ME: *swallowing sausage* Well see—
Not to brag but I run faster than the speed of light.
My tortoise’s name is Speed of Light.
Did my noble deed today and got a few boxes of Girl Scout cookies. It wasn’t for me, it was for the organization of course.
When squirrels chase each other around a tree it reminds me of being at the mall in seventh grade.
A baby came out of my stomach and I was all “weird, I don’t remember eating that…”
some people are so convincing that if they say thermodynamics is a flask, I believe
Standing at life’s crossroads: embarking on a master’s degree in business economics or getting a neck tattoo. Both equally boost employability in today’s market.
Got a text from an unknown number that said “I’m on my way,” so I’m tweeting this from the closet.
until I had kids I had no idea that it was possible for someone to drink water with such ferocity
Fish look like they’re constantly being surprised by something.
I could be happily married to some dude for 50 year an id still be textin ma pals like “omg do u think he likes me???”

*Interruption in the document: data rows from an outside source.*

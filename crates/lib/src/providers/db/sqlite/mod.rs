use std::fmt::{self, Debug};
use thiserror::Error;
use turso::Database;

pub mod sql;

/// Errors raised while connecting to or preparing the local database.
#[derive(Error, Debug)]
pub enum StorageError {
    #[error("Storage provider connection error: {0}")]
    Connection(String),
    #[error("Storage operation failed: {0}")]
    Operation(String),
}

/// A provider for the local SQLite database, using Turso.
///
/// This provider holds a `Database` instance, which manages a connection pool.
/// When cloned, it shares the same underlying database, allowing for concurrent
/// and shared access to the same database file or in-memory instance.
#[derive(Clone)]
pub struct SqliteProvider {
    /// The Turso database instance. It's cloneable and thread-safe.
    pub db: Database,
}

impl SqliteProvider {
    /// Creates a new `SqliteProvider` from a file path or in-memory.
    ///
    /// # Arguments
    ///
    /// * `db_path`: The path to the SQLite database file. Use ":memory:" for a
    ///   unique, isolated in-memory database. To share an in-memory database
    ///   across components (e.g., in tests), create one provider and `.clone()` it.
    pub async fn new(db_path: &str) -> Result<Self, StorageError> {
        let db = turso::Builder::new_local(db_path)
            .build()
            .await
            .map_err(|e| StorageError::Connection(e.to_string()))?;

        // Enable WAL mode for better concurrency on file-based databases. It
        // has no effect in-memory but is safe to run.
        let conn = db
            .connect()
            .map_err(|e| StorageError::Connection(e.to_string()))?;
        conn.query("PRAGMA journal_mode=WAL;", ())
            .await
            .map_err(|e| StorageError::Connection(e.to_string()))?;

        Ok(Self { db })
    }

    /// Ensures that all required application tables and indexes exist.
    /// Idempotent and safe to call on every application startup.
    pub async fn initialize_schema(&self) -> Result<(), StorageError> {
        let conn = self
            .db
            .connect()
            .map_err(|e| StorageError::Connection(e.to_string()))?;

        for statement in sql::ALL_TABLE_CREATION_SQL {
            conn.execute(statement, ())
                .await
                .map_err(|e| StorageError::Operation(e.to_string()))?;
        }
        Ok(())
    }

    /// A helper for tests to pre-populate data by executing multiple SQL
    /// statements.
    pub async fn initialize_with_data(&self, init_sql: &str) -> Result<(), StorageError> {
        let conn = self
            .db
            .connect()
            .map_err(|e| StorageError::Connection(e.to_string()))?;

        for statement in init_sql.split(';').filter(|s| !s.trim().is_empty()) {
            conn.execute(statement, ())
                .await
                .map_err(|e| StorageError::Operation(e.to_string()))?;
        }
        Ok(())
    }
}

impl Debug for SqliteProvider {
    fn fmt(&self, f: &mut fmt::Formatter<'_>) -> fmt::Result {
        f.debug_struct("SqliteProvider").finish_non_exhaustive()
    }
}

impl AsRef<Database> for SqliteProvider {
    fn as_ref(&self) -> &Database {
        &self.db
    }
}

How do you make a cat stand completely still?
Press paws.
Therapist: Participate in a hobby your partner enjoys.
Me: Like sitting on paper bags?
Therapist: No, not your cat. A human partner.
Me: Oh.
Wine is like tapdancing, I can never tell if it’s good or bad
I just drank all of the Christmas presents I bought for everyone
I just want someone to make me feel like I did the first time I figured out a special move in Mortal Kombat.